What early validation have you seen for DMT to be a potential therapeutic treatment for people who have suffered a stroke?
While there has been in-vitro research by Olsen showing how DMT can cause an increase in neurogenesis and neuroplasticity when exposed to cortical neurons, perhaps the most compelling is Nardai’s pre-clinical work last year from Hungary. Nardai conducted the rat stroke model that I referenced earlier, where the rats who had been made to suffer a stroke, had been given DMT and had a much better outcome than that rats who were in the untreated group.
What is AP-I88 and how do you hope to use it?

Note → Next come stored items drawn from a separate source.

//! Error types for the test-call simulation core.
//!
//! Collaborators (capture, playback, backend, speech) each have their own error
//! enum. The controller catches them once and folds them into a [`SessionFault`],
//! which is what the `Error` state carries.

use crate::session::CallState;
use serde::{Deserialize, Serialize};
use std::fmt;
use thiserror::Error;

/// Result type alias for controller operations
pub type CallResult<T> = Result<T, CallError>;

/// Errors raised by an Audio Capture Adapter
#[derive(Error, Debug, Clone, PartialEq, Eq)]
pub enum CaptureError {
    #[error("Microphone access denied: {0}")]
    PermissionDenied(String),

    #[error("A capture is already open")]
    AlreadyCapturing,

    #[error("Capture handle {0} is not open")]
    UnknownHandle(u64),

    #[error("Audio device error: {0}")]
    Device(String),
}

/// Errors raised by an Audio Playback Adapter
#[derive(Error, Debug, Clone, PartialEq, Eq)]
pub enum PlaybackError {
    #[error("Unsupported audio format: {0}")]
    Unsupported(String),

    #[error("Decode failed: {0}")]
    Decode(String),

    #[error("Audio output unavailable: {0}")]
    Unavailable(String),

    #[error("Failed to fetch audio: {0}")]
    Fetch(String),

    #[error("Playback stopped before completion")]
    Stopped,
}

/// Errors raised by backend, speech and dialogue-delegate clients
#[derive(Error, Debug)]
pub enum TransportError {
    #[error("HTTP error: {0}")]
    Http(#[from] reqwest::Error),

    #[error("HTTP error! status: {status}, message: {message}")]
    Status { status: u16, message: String },

    #[error("Invalid response: {0}")]
    Decode(String),

    #[error("Configuration error: {0}")]
    Config(String),
}

/// Failure class carried by the `Error` state
#[derive(Debug, Clone, Copy, PartialEq, Eq, Hash, Serialize, Deserialize)]
#[serde(rename_all = "snake_case")]
pub enum FaultClass {
    /// Microphone access refused. Recoverable only by a fresh operator gesture.
    PermissionDenied,
    /// A backend or speech-service call failed or timed out.
    TransportFailure,
    /// Format, decode or output-device problem during playback.
    PlaybackFailure,
    /// The capture device misbehaved after access was granted.
    DeviceFailure,
}

impl fmt::Display for FaultClass {
    fn fmt(&self, f: &mut fmt::Formatter<'_>) -> fmt::Result {
        let s = match self {
            FaultClass::PermissionDenied => "permission_denied",
            FaultClass::TransportFailure => "transport_failure",
            FaultClass::PlaybackFailure => "playback_failure",
            FaultClass::DeviceFailure => "device_failure",
        };
        f.write_str(s)
    }
}

/// Human-readable failure attached to a session in the `Error` state
#[derive(Debug, Clone, PartialEq, Eq, Serialize, Deserialize)]
pub struct SessionFault {
    pub class: FaultClass,
    pub message: String,
}

impl SessionFault {
    pub fn new(class: FaultClass, message: impl Into<String>) -> Self {
        Self {
            class,
            message: message.into(),
        }
    }

    /// Hint shown under the message, mirroring what the operator can do next.
    pub fn hint(&self) -> &'static str {
        match self.class {
            FaultClass::PermissionDenied => {
                "Grant microphone access, then retry the call."
            }
            FaultClass::TransportFailure => "Check the backend connection and retry the call.",
            FaultClass::PlaybackFailure => {
                "Please ensure an audio output device is available and allowed to play."
            }
            FaultClass::DeviceFailure => "Check the microphone connection and retry the call.",
        }
    }
}

impl fmt::Display for SessionFault {
    fn fmt(&self, f: &mut fmt::Formatter<'_>) -> fmt::Result {
        write!(f, "{} ({})", self.message, self.class)
    }
}

impl From<CaptureError> for SessionFault {
    fn from(err: CaptureError) -> Self {
        let class = match &err {
            CaptureError::PermissionDenied(_) => FaultClass::PermissionDenied,
            CaptureError::AlreadyCapturing
            | CaptureError::UnknownHandle(_)
            | CaptureError::Device(_) => FaultClass::DeviceFailure,
        };
        SessionFault::new(class, err.to_string())
    }
}

impl From<PlaybackError> for SessionFault {
    fn from(err: PlaybackError) -> Self {
        let class = match &err {
            // The greeting audio is fetched from the backend.
            PlaybackError::Fetch(_) => FaultClass::TransportFailure,
            _ => FaultClass::PlaybackFailure,
        };
        SessionFault::new(class, err.to_string())
    }
}

impl From<TransportError> for SessionFault {
    fn from(err: TransportError) -> Self {
        SessionFault::new(FaultClass::TransportFailure, err.to_string())
    }
}

/// Errors returned by Session Controller operations
#[derive(Error, Debug, Clone, PartialEq, Eq)]
pub enum CallError {
    #[error("`{operation}` is not valid in state {state}")]
    InvalidState {
        operation: &'static str,
        state: CallState,
    },

    #[error("Illegal transition {from} -> {to}")]
    InvalidTransition { from: CallState, to: CallState },

    #[error("The call cannot end before one AI/User exchange")]
    NoExchange,

    #[error("No active call session")]
    NoSession,

    #[error("Session view was closed")]
    Closed,

    #[error("Call failed: {0}")]
    Faulted(SessionFault),
}

impl CallError {
    /// Fault class when the error moved the session to `Error`.
    pub fn fault_class(&self) -> Option<FaultClass> {
        match self {
            CallError::Faulted(fault) => Some(fault.class),
            _ => None,
        }
    }

    /// True when the call was rejected without touching the session.
    pub fn is_rejection(&self) -> bool {
        matches!(
            self,
            CallError::InvalidState { .. } | CallError::NoExchange | CallError::NoSession
        )
    }
}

AP-188 is a new form of DMT that has been developed by Algernon. There are a lot of companies trying to compete in the psychedelic space and this is hard to do when most of the compounds, like DMT, are all naturally occurring. There are some very smart bio and organic chemists out there who can look at a molecule and make some slight changes to it that make it much easier to patent. This is the case with AP-188.
What is the importance of neuroplasticity in the treatment of stroke patients?

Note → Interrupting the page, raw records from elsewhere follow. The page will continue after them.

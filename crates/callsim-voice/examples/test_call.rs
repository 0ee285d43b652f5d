//! Example: Operator Console for a Test Call
//!
//! Drives a simulated support call from the terminal against a running backend
//! (`CALLSIM__BACKEND__BASE_URL`, default http://localhost:5001/api) using the
//! default microphone and speakers.

use anyhow::Context;
use callsim_core::{CallSimConfig, SessionController, TranscriptCursor};
use callsim_voice::{default_devices, MicrophoneCapture};
use tokio::io::{AsyncBufReadExt, BufReader};
use tracing::info;
use tracing_subscriber::{layer::SubscriberExt, util::SubscriberInitExt, EnvFilter};

const HELP: &str = "\
commands:
  start            start a test call
  greet            play the greeting (when autoplay is off)
  rec / stop       record a reply / finish and send it
  cancel           discard the current recording
  say <text>       send a typed reply
  resolved         end the call as resolved
  unresolved       end the call as not resolved
  retry            start over after an error
  devices          list input devices
  quit             close the session";

fn render(controller: &SessionController, cursor: &mut TranscriptCursor) {
    let call_id = controller.session().call_id();
    for entry in cursor.unseen(call_id, controller.transcript()) {
        println!("  [{}] {}: {}", entry.at.format("%H:%M:%S"), entry.speaker, entry.text);
    }

    let view = controller.view();
    println!("── {} ──", view.status);
    if let (Some(error), Some(hint)) = (&view.error, view.error_hint) {
        println!("⚠️  {}\n   {}", error, hint);
    }
    if view.end_call_suggested {
        println!("💡 The assistant is wrapping up: end the call with `resolved` or `unresolved`.");
    }
    if let Some(outcome) = view.outcome {
        println!("Final Status: {}", outcome.label());
    }
}

#[tokio::main]
async fn main() -> anyhow::Result<()> {
    tracing_subscriber::registry()
        .with(EnvFilter::try_from_default_env().unwrap_or_else(|_| "info".into()))
        .with(tracing_subscriber::fmt::layer())
        .init();

    let config = CallSimConfig::load().context("loading configuration")?;
    info!("📞 CallSim test console (backend: {})", config.backend.base_url);

    let devices = default_devices(&config.audio, &config.backend)?;
    let mut controller = SessionController::from_config(&config, devices)?;
    let mut cursor = TranscriptCursor::new();

    println!("{}", HELP);
    render(&controller, &mut cursor);

    let mut lines = BufReader::new(tokio::io::stdin()).lines();
    loop {
        let line = tokio::select! {
            line = lines.next_line() => match line? {
                Some(line) => line,
                None => break,
            },
            _ = tokio::signal::ctrl_c() => break,
        };
        let line = line.trim();
        let (command, rest) = line.split_once(' ').unwrap_or((line, ""));
        let result = match command {
            "" => continue,
            "start" => controller.start().await,
            "greet" => controller.play_greeting().await,
            "rec" => controller.begin_recording().await,
            "stop" => controller.stop_recording().await,
            "cancel" => controller.cancel_recording(),
            "say" => controller.submit_text(rest).await,
            "resolved" => controller.end_call(true).await,
            "unresolved" => controller.end_call(false).await,
            "retry" => controller.retry().await,
            "devices" => {
                for name in MicrophoneCapture::list_input_devices()? {
                    println!("  🎤 {}", name);
                }
                continue;
            }
            "quit" | "exit" => {
                controller.close();
                break;
            }
            _ => {
                println!("{}", HELP);
                continue;
            }
        };
        if let Err(e) = result {
            println!("⚠️  {}", e);
        }
        render(&controller, &mut cursor);
    }

    // Releases the microphone if ctrl-c arrived mid-recording.
    controller.close();
    info!("👋 session closed");
    Ok(())
}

Neuroplasticity will occur when multiple brain cells regenerate, re-establish, and rearrange neural connections in response to the damage caused by a stroke. The brain in essence is doing a work around to help itself recover. Increasing this effect should result in better outcomes for patients.
For stroke patients, especially ischemic strokes, which occur when a blood clot blocks blood flow to the brain, it’s important to receive blood thinners or medication within a very short time window. Will this DMT program face a similar time constraint? If not, can you explain why?
That’s a good question…. Algernon is working to determine a number of things in their pre-clinical work and Phase 1 study, including confirming the correct dosage to achieve a sub-psychedelic effect of DMT, the best time to treat the stroke patient post insult and the duration of treatment. There are many unknowns and that is where the heavy lifting of early research comes in.
For these treatments, you’ll be working with a sub-hallucinogenic microdose of DMT. Can you talk about why it’s important, especially for stroke patients, to minimize the hallucinogenic effects of DMT?
I think it’s pretty intuitive that if you have suffered a stroke, sending someone on a psychedelic journey could be destabilizing and cause a negative effect with the patient. We already know how strokes can cause significant neurological damage including an impairment of one’s cognitive abilities. We don’t want to add to that burden. A number of drugs that were being researched for stroke that ended up causing hallucinations were abandoned for this reason including NMDA receptor antagonists.
What other clinical trials have been done on DMT and how will those benefit Algernon’s research?
There have been a number of Phase 1 trials completed on DMT from the 1980’s led by Dr. Rick Strassman to recently, Small Pharma’s Phase 1 completed at Hammersmith. There is always much to learn from each study, however one of the key take aways is that DMT can be infused into a patient safely and without any serious toxic side effects. Over 34% of new drugs fail in their Phase 1 study due to safety reasons and so fortunately Algernon need not worry about DMT. This means it should be clear sailing into Algernon’s Phase 2 studies.
How will your experience and background help Algernon advance their clinical trials?
Proper clinical trial design can be exceedingly complex as well as understanding the data once a study is completed. I hope that my extensive experience in the field will help guide Algernon in the early planning stages and as the studies progress to help ensure the best possible outcome in hopes of discovering new treatments for stroke.